UPDATED 19:05 EDT / MAY 14 2013

How ServiceNow Landed Sequoia, Even without Momentum in SaaS Market

Customers are finding many new use cases for software, thus making the world of investments all the more fun. Douglas Leone, Partner Sequoia Capital, stopped by theCUBE at ServiceNow Knowledge 2013 day one to talk with our hosts Dave Vellante and Jeff Frick. In his visit to theCUBE, Leone discusses how the IT world has changed and start-ups are faced with the decision of going public or staying private.

The world has changed, which means that IT (whether ready or not) needed to take the cue and change too. Leone described the IT world as previously being defensive, to protect the enterprise. However, suddenly the role of the CIO has changed and IT has become much more offensively minded. ERP (Enterprise Resource Planning) for IT has blossomed as systems integrate internal and external management of information across the entire organization. From a macro level, management processes are embracing finance/accounting, manufacturing, sales and service, customer relationship management, the entire gambit of business units.

As expectations of the end user change, Leone is quick to point out that the venture industry can tend to change in lock-step with it. He describes the overall venture industry as running with the momentum of the moment. “The thing with momentum,” he says, “is that you’re always paying at the highest price as an investor.” The business of investing should be a business of latency, he argues. As an investor your investing in a product that is 10-14 months away from go-to-market and another 2-3 years from user adoption. Leone says that he and his partners at Sequoia are more interested in the long-term plays.

“There is no way we know what the next big thing is,” says Leone. The excitement is investing when the investment is one made when it isn’t momentum-driven. As for why Leone and Sequoia invested in ServiceNow, he explained it was very much a lacking-momentum investment. So why ServiceNow?
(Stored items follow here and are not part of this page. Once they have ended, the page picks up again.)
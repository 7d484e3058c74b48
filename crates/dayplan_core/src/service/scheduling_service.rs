//! Scheduling use-case service.
//!
//! # Responsibility
//! - Expose create/get/update/delete/complete/commit/reorder/list operations.
//! - Own the transaction boundary: each mutating call is one `Store::atomically`.
//! - Log one metadata-only event per operation.
//!
//! # Invariants
//! - Affected groups are re-read and verified dense before commit.
//! - The touched item satisfies the single-holder rule before commit.
//! - Failed operations leave no partial position state behind.

use crate::clock::{Clock, SystemClock};
use crate::config::{check_horizon, SchedulerConfig};
use crate::error::{ScheduleError, ScheduleResult};
use crate::lifecycle::expiry::roll_expired;
use crate::lifecycle::{transitions, verify_groups, verify_item, AffectedGroups};
use crate::model::item::{Item, ItemId, DEFAULT_CADENCE_DAYS};
use crate::model::item_task::{ItemTask, TaskId};
use crate::model::{EntityRef, Occurrence};
use crate::repo::store::{CommitmentFilter, OccurrenceOrder, OccurrenceQuery, Store};
use chrono::{Days, NaiveDate};
use log::{info, warn};
use std::collections::BTreeMap;
use std::time::Instant;

/// Request model for creating an item together with its first occurrence.
#[derive(Debug, Clone, PartialEq, Eq)]
pub struct NewOccurrence {
    pub description: String,
    pub recurring: bool,
    pub cadence_days: u32,
    /// Commits the occurrence to this date on creation.
    pub due_date: Option<NaiveDate>,
}

impl NewOccurrence {
    pub fn new(description: impl Into<String>) -> Self {
        Self {
            description: description.into(),
            recurring: false,
            cadence_days: DEFAULT_CADENCE_DAYS,
            due_date: None,
        }
    }

    pub fn recurring(mut self, cadence_days: u32) -> Self {
        self.recurring = true;
        self.cadence_days = cadence_days;
        self
    }

    pub fn due_on(mut self, date: NaiveDate) -> Self {
        self.due_date = Some(date);
        self
    }
}

/// Partial update of an occurrence and its item. `None` leaves a field as is.
#[derive(Debug, Clone, Default, PartialEq, Eq)]
pub struct OccurrencePatch {
    pub description: Option<String>,
    pub item_description: Option<String>,
    /// `Some(None)` clears the due date and returns the task to the backlog.
    pub due_date: Option<Option<NaiveDate>>,
    pub recurring: Option<bool>,
    pub cadence_days: Option<u32>,
}

/// Result of completing an occurrence.
#[derive(Debug, Clone, PartialEq, Eq)]
pub struct CompletionOutcome {
    pub completed: Occurrence,
    /// Next occurrence of a recurring item.
    pub successor: Option<ItemTask>,
}

/// Scheduling service facade over a store implementation.
pub struct SchedulingService<S: Store, C: Clock = SystemClock> {
    store: S,
    clock: C,
    config: SchedulerConfig,
}

impl<S: Store> SchedulingService<S, SystemClock> {
    /// Creates a service on wall-clock time.
    pub fn try_new(store: S, config: SchedulerConfig) -> ScheduleResult<Self> {
        Self::try_with_clock(store, config, SystemClock)
    }
}

impl<S: Store, C: Clock> SchedulingService<S, C> {
    /// Creates a service with an explicit time source.
    pub fn try_with_clock(store: S, config: SchedulerConfig, clock: C) -> ScheduleResult<Self> {
        config.validate()?;
        Ok(Self {
            store,
            clock,
            config,
        })
    }

    pub fn config(&self) -> &SchedulerConfig {
        &self.config
    }

    /// Creates an item and its first occurrence.
    ///
    /// # Contract
    /// - With a due date the task is committed to it and takes the next
    ///   position of that day; the item holds no position.
    /// - Without one the task is uncommitted and the item takes the next
    ///   position of its backlog group.
    pub fn create_occurrence(&self, request: NewOccurrence) -> ScheduleResult<Occurrence> {
        let description = normalize_description(request.description)?;
        self.run("occurrence_create", |store| {
            let mut item =
                Item::new(description.as_str(), request.recurring).with_cadence(request.cadence_days);
            let mut task = ItemTask::for_item(&item);
            task.due_date = request.due_date;

            let mut affected = AffectedGroups::default();
            transitions::place_new(store, &mut item, &mut task, &mut affected)?;
            store.insert_item(&item)?;
            store.insert_task(&task)?;

            self.verify(store, &affected, item.id)?;
            Ok(Occurrence { task, item })
        })
    }

    /// Gets one occurrence with its owning item.
    pub fn get_occurrence(&self, task_id: TaskId) -> ScheduleResult<Occurrence> {
        load_occurrence(&self.store, task_id)
    }

    /// Applies `patch`; a due-date change recommits or uncommits the task.
    pub fn update_occurrence(
        &self,
        task_id: TaskId,
        patch: OccurrencePatch,
    ) -> ScheduleResult<Occurrence> {
        let description = patch.description.map(normalize_description).transpose()?;
        let item_description = patch
            .item_description
            .map(normalize_description)
            .transpose()?;

        self.run("occurrence_update", |store| {
            let Occurrence { mut task, mut item } = load_occurrence(store, task_id)?;
            if task.is_completed() {
                return Err(ScheduleError::InvalidState(format!(
                    "item task {task_id} is already completed"
                )));
            }

            let mut affected = AffectedGroups::default();
            if let Some(value) = item_description {
                item.description = value;
            }
            if let Some(cadence_days) = patch.cadence_days {
                item.cadence_days = cadence_days;
            }
            if let Some(recurring) = patch.recurring {
                transitions::change_recurring(store, &mut item, recurring, &mut affected)?;
            }
            if let Some(due_date) = patch.due_date {
                if due_date != task.due_date {
                    transitions::commit_to(store, &mut item, &mut task, due_date, &mut affected)?;
                    task.due_date = due_date;
                }
            }
            if let Some(value) = description {
                task.description = value;
            }

            store.update_item(&item)?;
            store.update_task(&task)?;
            self.verify(store, &affected, item.id)?;
            Ok(Occurrence { task, item })
        })
    }

    /// Deletes an item and all of its occurrences.
    pub fn delete_item_and_occurrences(&self, item_id: ItemId) -> ScheduleResult<()> {
        self.run("item_delete", |store| {
            let item = store
                .get_item(item_id)?
                .ok_or(ScheduleError::NotFound(EntityRef::Item(item_id)))?;
            let tasks = store.list_item_tasks(item_id)?;

            let mut affected = AffectedGroups::default();
            transitions::delete_item(store, &item, &tasks, &mut affected)?;
            verify_groups(store, &affected)
        })
    }

    /// Completes an occurrence.
    ///
    /// # Contract
    /// - One-off items are completed with it and leave their backlog group.
    /// - Recurring items get exactly one successor occurrence.
    pub fn complete_occurrence(&self, task_id: TaskId) -> ScheduleResult<CompletionOutcome> {
        self.run("occurrence_complete", |store| {
            let Occurrence { mut task, mut item } = load_occurrence(store, task_id)?;

            let mut affected = AffectedGroups::default();
            let successor = transitions::complete(
                store,
                &mut item,
                &mut task,
                self.clock.now(),
                self.clock.today(),
                &mut affected,
            )?;
            store.update_item(&item)?;
            if let Some(successor) = &successor {
                store.insert_task(successor)?;
            }

            self.verify(store, &affected, item.id)?;
            Ok(CompletionOutcome {
                completed: Occurrence { task, item },
                successor,
            })
        })
    }

    /// Commits an occurrence to `date`, or returns it to the backlog for `None`.
    pub fn set_committed_date(
        &self,
        task_id: TaskId,
        date: Option<NaiveDate>,
    ) -> ScheduleResult<Occurrence> {
        self.run("occurrence_commit", |store| {
            let Occurrence { mut task, mut item } = load_occurrence(store, task_id)?;

            let mut affected = AffectedGroups::default();
            if transitions::commit_to(store, &mut item, &mut task, date, &mut affected)? {
                store.update_item(&item)?;
                store.update_task(&task)?;
                self.verify(store, &affected, item.id)?;
            }
            Ok(Occurrence { task, item })
        })
    }

    /// Moves an item to `new_position` within its backlog group.
    pub fn reorder_item(&self, item_id: ItemId, new_position: i64) -> ScheduleResult<()> {
        self.run("item_reorder", |store| {
            let mut item = store
                .get_item(item_id)?
                .ok_or(ScheduleError::NotFound(EntityRef::Item(item_id)))?;

            let mut affected = AffectedGroups::default();
            transitions::reorder_item(store, &mut item, new_position, &mut affected)?;
            store.update_item(&item)?;
            verify_groups(store, &affected)
        })
    }

    /// Moves an occurrence to `new_position` within the group of `date`.
    pub fn reorder_occurrence(
        &self,
        task_id: TaskId,
        date: NaiveDate,
        new_position: i64,
    ) -> ScheduleResult<()> {
        self.run("occurrence_reorder", |store| {
            let mut task = store
                .get_task(task_id)?
                .ok_or(ScheduleError::NotFound(EntityRef::Task(task_id)))?;

            let mut affected = AffectedGroups::default();
            transitions::reorder_task(store, &mut task, date, new_position, &mut affected)?;
            store.update_task(&task)?;
            verify_groups(store, &affected)
        })
    }

    /// Lists live occurrences of `recurring` items outside the upcoming window.
    ///
    /// Uncommitted occurrences and those committed on/after
    /// `today + horizon_days`, ordered by due date (undated first), then the
    /// item's backlog position.
    pub fn list_active_occurrences(&self, recurring: bool) -> ScheduleResult<Vec<Occurrence>> {
        let horizon_end = horizon_end(self.clock.today(), self.config.horizon_days)?;
        let query = OccurrenceQuery {
            recurring: Some(recurring),
            commitment: CommitmentFilter::UncommittedOrFrom(horizon_end),
            order: OccurrenceOrder::DueDateThenItemPosition,
            ..OccurrenceQuery::default()
        };
        Ok(self.store.find_occurrences(&query)?)
    }

    /// Rolls expired occurrences onto today, then returns one entry per day in
    /// `today..today + horizon_days`, each ordered by position.
    pub fn list_upcoming_by_date(
        &self,
        horizon_days: u32,
    ) -> ScheduleResult<BTreeMap<NaiveDate, Vec<Occurrence>>> {
        check_horizon(horizon_days).map_err(|err| ScheduleError::InvalidState(err.to_string()))?;
        let today = self.clock.today();
        let until = horizon_end(today, horizon_days)?;

        self.run("upcoming_list", |store| {
            let mut affected = AffectedGroups::default();
            roll_expired(store, today, &mut affected)?;
            verify_groups(store, &affected)?;

            let query = OccurrenceQuery {
                commitment: CommitmentFilter::CommittedBetween { from: today, until },
                order: OccurrenceOrder::CommittedDateThenPosition,
                ..OccurrenceQuery::default()
            };
            let mut by_date: BTreeMap<NaiveDate, Vec<Occurrence>> = today
                .iter_days()
                .take_while(|day| *day < until)
                .map(|day| (day, Vec::new()))
                .collect();
            for occurrence in store.find_occurrences(&query)? {
                if let Some(date) = occurrence.task.committed_date {
                    by_date.entry(date).or_default().push(occurrence);
                }
            }
            Ok(by_date)
        })
    }

    /// Upcoming agenda over the configured horizon.
    pub fn list_upcoming(&self) -> ScheduleResult<BTreeMap<NaiveDate, Vec<Occurrence>>> {
        self.list_upcoming_by_date(self.config.horizon_days)
    }

    /// Recommits every overdue live occurrence to today.
    ///
    /// Returns the number of rolled occurrences; zero means nothing was written.
    pub fn roll_expired_occurrences(&self) -> ScheduleResult<usize> {
        let today = self.clock.today();
        self.run("expiry_roll", |store| {
            let mut affected = AffectedGroups::default();
            let rolled = roll_expired(store, today, &mut affected)?;
            verify_groups(store, &affected)?;
            Ok(rolled)
        })
    }

    fn verify(&self, store: &S, affected: &AffectedGroups, item_id: ItemId) -> ScheduleResult<()> {
        verify_groups(store, affected)?;
        verify_item(store, item_id)
    }

    fn run<T>(
        &self,
        event: &'static str,
        op: impl FnOnce(&S) -> ScheduleResult<T>,
    ) -> ScheduleResult<T> {
        let started_at = Instant::now();
        let result = self.store.atomically(op);
        match &result {
            Ok(_) => info!(
                "event={} module=scheduling status=ok duration_ms={}",
                event,
                started_at.elapsed().as_millis()
            ),
            Err(err) => warn!(
                "event={} module=scheduling status=error duration_ms={} error_code={} retryable={} error={}",
                event,
                started_at.elapsed().as_millis(),
                err.code(),
                err.is_retryable(),
                err
            ),
        }
        result
    }
}

fn load_occurrence<S: Store>(store: &S, task_id: TaskId) -> ScheduleResult<Occurrence> {
    let task = store
        .get_task(task_id)?
        .ok_or(ScheduleError::NotFound(EntityRef::Task(task_id)))?;
    let item = store
        .get_item(task.item_id)?
        .ok_or(ScheduleError::NotFound(EntityRef::Item(task.item_id)))?;
    Ok(Occurrence { task, item })
}

fn normalize_description(value: String) -> ScheduleResult<String> {
    let trimmed = value.trim();
    if trimmed.is_empty() {
        return Err(ScheduleError::InvalidState(
            "description must not be blank".to_string(),
        ));
    }
    Ok(trimmed.to_string())
}

fn horizon_end(today: NaiveDate, horizon_days: u32) -> ScheduleResult<NaiveDate> {
    today
        .checked_add_days(Days::new(u64::from(horizon_days)))
        .ok_or_else(|| {
            ScheduleError::InvalidState(format!(
                "horizon of {horizon_days} days from {today} is out of range"
            ))
        })
}
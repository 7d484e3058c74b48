//! Item domain model.
//!
//! # Responsibility
//! - Define the task template that owns a sequence of occurrences.
//! - Validate item-local invariants before persistence.
//!
//! # Invariants
//! - A completed item never holds a backlog position.
//! - `cadence_days` is at least one day.
//! - Whether an incomplete item holds a position depends on its live task;
//!   see `lifecycle::check_single_holder`.

use serde::{Deserialize, Serialize};
use std::error::Error;
use std::fmt::{Display, Formatter};
use uuid::Uuid;

/// Stable identifier for an item.
pub type ItemId = Uuid;

/// Default spacing between recurring occurrences.
pub const DEFAULT_CADENCE_DAYS: u32 = 7;

/// Task template/group. Owns its `ItemTask` rows (delete cascades).
#[derive(Debug, Clone, PartialEq, Eq, Serialize, Deserialize)]
pub struct Item {
    pub id: ItemId,
    pub description: String,
    /// Completing a task of a recurring item spawns a successor task.
    pub recurring: bool,
    /// Days between recurring due dates. Ignored for one-off items.
    pub cadence_days: u32,
    /// Terminal flag; completed items leave every position group.
    pub completed: bool,
    /// Dense backlog position within the `(recurring)` group.
    pub position: Option<i64>,
}

/// Validation failures for `Item`.
#[derive(Debug, Clone, PartialEq, Eq)]
pub enum ItemValidationError {
    BlankDescription,
    ZeroCadence,
    NegativePosition(i64),
    CompletedWithPosition(i64),
}

impl Display for ItemValidationError {
    fn fmt(&self, f: &mut Formatter<'_>) -> std::fmt::Result {
        match self {
            Self::BlankDescription => write!(f, "item description must not be blank"),
            Self::ZeroCadence => write!(f, "item cadence must be at least one day"),
            Self::NegativePosition(position) => {
                write!(f, "item position must not be negative, got {position}")
            }
            Self::CompletedWithPosition(position) => {
                write!(f, "completed item must not hold position {position}")
            }
        }
    }
}

impl Error for ItemValidationError {}

impl Item {
    /// Creates an incomplete, unpositioned item with a generated ID.
    pub fn new(description: impl Into<String>, recurring: bool) -> Self {
        Self {
            id: Uuid::new_v4(),
            description: description.into(),
            recurring,
            cadence_days: DEFAULT_CADENCE_DAYS,
            completed: false,
            position: None,
        }
    }

    pub fn with_cadence(mut self, cadence_days: u32) -> Self {
        self.cadence_days = cadence_days;
        self
    }

    /// Checks invariants that do not depend on the item's tasks.
    pub fn validate(&self) -> Result<(), ItemValidationError> {
        if self.description.trim().is_empty() {
            return Err(ItemValidationError::BlankDescription);
        }
        if self.cadence_days == 0 {
            return Err(ItemValidationError::ZeroCadence);
        }
        match self.position {
            Some(position) if position < 0 => Err(ItemValidationError::NegativePosition(position)),
            Some(position) if self.completed => {
                Err(ItemValidationError::CompletedWithPosition(position))
            }
            _ => Ok(()),
        }
    }
}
  1. Founder Fred Luddy was crystal clear in what he wanted to do
  2. Luddy knew exactly what his strengths and weaknesses were — and he asked those he trusted around him to help him find people to sure up “the other side”
  3. ServiceNow has always told it like it is — no surprises

An interesting tidbit from the interview is Leone’s reasons from why it’s best to stay private, and how you can do more as a private versus public company. He suggests a company should stay private as long as possible and strengthen itself accordingly. Start with a “no” and then move to the “yes” if that’s what is best suited for the company. In his words, “you have control over your forecast and financials before you go public.” After, there are outside forces that influence both. There are three big reasons why Leone says a company does or should go public:

    1. It is a big branding event
    2. It finances the company (if you have great investments you don’t need it)
    3. It provides liquidity for employees

Cash isn’t as big of a factor in Leone’s eyes, which I found very interesting. “Cash is always available,” he said — implying that if you have a good product and business, someone is always willing to throw buckets of money at you.

Two years ago, could you name the #2 SaaS solution in the world behind Salesforce? Heck, one year ago, could you? The point is, with companies like Workday and ServiceNow, the SaaS market is beefing up and there are some big players emerging.

Leone’s parting shot when asked what to expect from ServiceNow over the next year or so was pretty simple: ServiceNow will be deeply engrained throughout all of the departments of a company — not just IT service management. ServiceNow is definitely a name that can be thrown around in the #2 SaaS company conversation these days.